## DATASET RECORDS
########################################

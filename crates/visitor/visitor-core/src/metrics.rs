//! Back-test accuracy over forecast rows with known actuals

use serde::{Deserialize, Serialize};
use visitor_spi::BacktestRow;

/// Accuracy of the rows that have a known actual value
#[derive(Debug, Clone, Copy, PartialEq, Serialize, Deserialize)]
pub struct BacktestSummary {
    /// Rows with an actual value
    pub compared: usize,
    /// Mean absolute error in visitors
    pub mae: f64,
    /// Root mean squared error in visitors
    pub rmse: f64,
    /// Mean absolute percentage error as a fraction; `None` when every
    /// actual is zero
    pub mape: Option<f64>,
}

impl BacktestSummary {
    /// Summarize `rows`; `None` when no row carries an actual value
    pub fn from_rows(rows: &[BacktestRow]) -> Option<Self> {
        let mut compared = 0_usize;
        let mut abs_error = 0.0;
        let mut sq_error = 0.0;
        let mut pct_error = 0.0;
        let mut pct_rows = 0_usize;

        for row in rows {
            let Some(actual) = row.actual_visitors else {
                continue;
            };
            let error = row.predicted_visitors as f64 - actual as f64;
            compared += 1;
            abs_error += error.abs();
            sq_error += error * error;
            if actual > 0 {
                pct_error += (error / actual as f64).abs();
                pct_rows += 1;
            }
        }

        if compared == 0 {
            return None;
        }

        let n = compared as f64;
        Some(Self {
            compared,
            mae: abs_error / n,
            rmse: (sq_error / n).sqrt(),
            mape: (pct_rows > 0).then(|| pct_error / pct_rows as f64),
        })
    }
}

#[cfg(test)]
mod tests {
    use super::*;
    use chrono::NaiveDate;

    fn row(actual: Option<u64>, predicted: u64) -> BacktestRow {
        BacktestRow {
            week: NaiveDate::from_ymd_opt(2025, 1, 6).unwrap(),
            actual_visitors: actual,
            predicted_visitors: predicted,
        }
    }

    #[test]
    fn test_summary_metrics() {
        let rows = vec![
            row(Some(100), 110),
            row(Some(200), 180),
            row(Some(300), 300),
        ];
        let summary = BacktestSummary::from_rows(&rows).unwrap();
        assert_eq!(summary.compared, 3);
        assert!((summary.mae - 10.0).abs() < 1e-9);
        assert!((summary.rmse - (500.0_f64 / 3.0).sqrt()).abs() < 1e-9);
        assert!((summary.mape.unwrap() - (0.1 + 0.1) / 3.0).abs() < 1e-9);
    }

    #[test]
    fn test_summary_skips_rows_without_actual() {
        let rows = vec![row(Some(1000), 900), row(None, 5000)];
        let summary = BacktestSummary::from_rows(&rows).unwrap();
        assert_eq!(summary.compared, 1);
        assert!((summary.mae - 100.0).abs() < 1e-9);
        assert!((summary.mape.unwrap() - 0.1).abs() < 1e-9);
    }

    #[test]
    fn test_zero_actuals_have_no_mape() {
        let rows = vec![row(Some(0), 10), row(Some(0), 30)];
        let summary = BacktestSummary::from_rows(&rows).unwrap();
        assert_eq!(summary.compared, 2);
        assert!((summary.mae - 20.0).abs() < 1e-9);
        assert_eq!(summary.mape, None);
    }

    #[test]
    fn test_summary_without_actuals() {
        assert!(BacktestSummary::from_rows(&[row(None, 10)]).is_none());
        assert!(BacktestSummary::from_rows(&[]).is_none());
    }
}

########################################

## EXERCISE DETAILS
Show each line in the data where the string "Self" appears.

## ANSWER
    pub fn from_rows(rows: &[BacktestRow]) -> Option<Self> {
        Some(Self {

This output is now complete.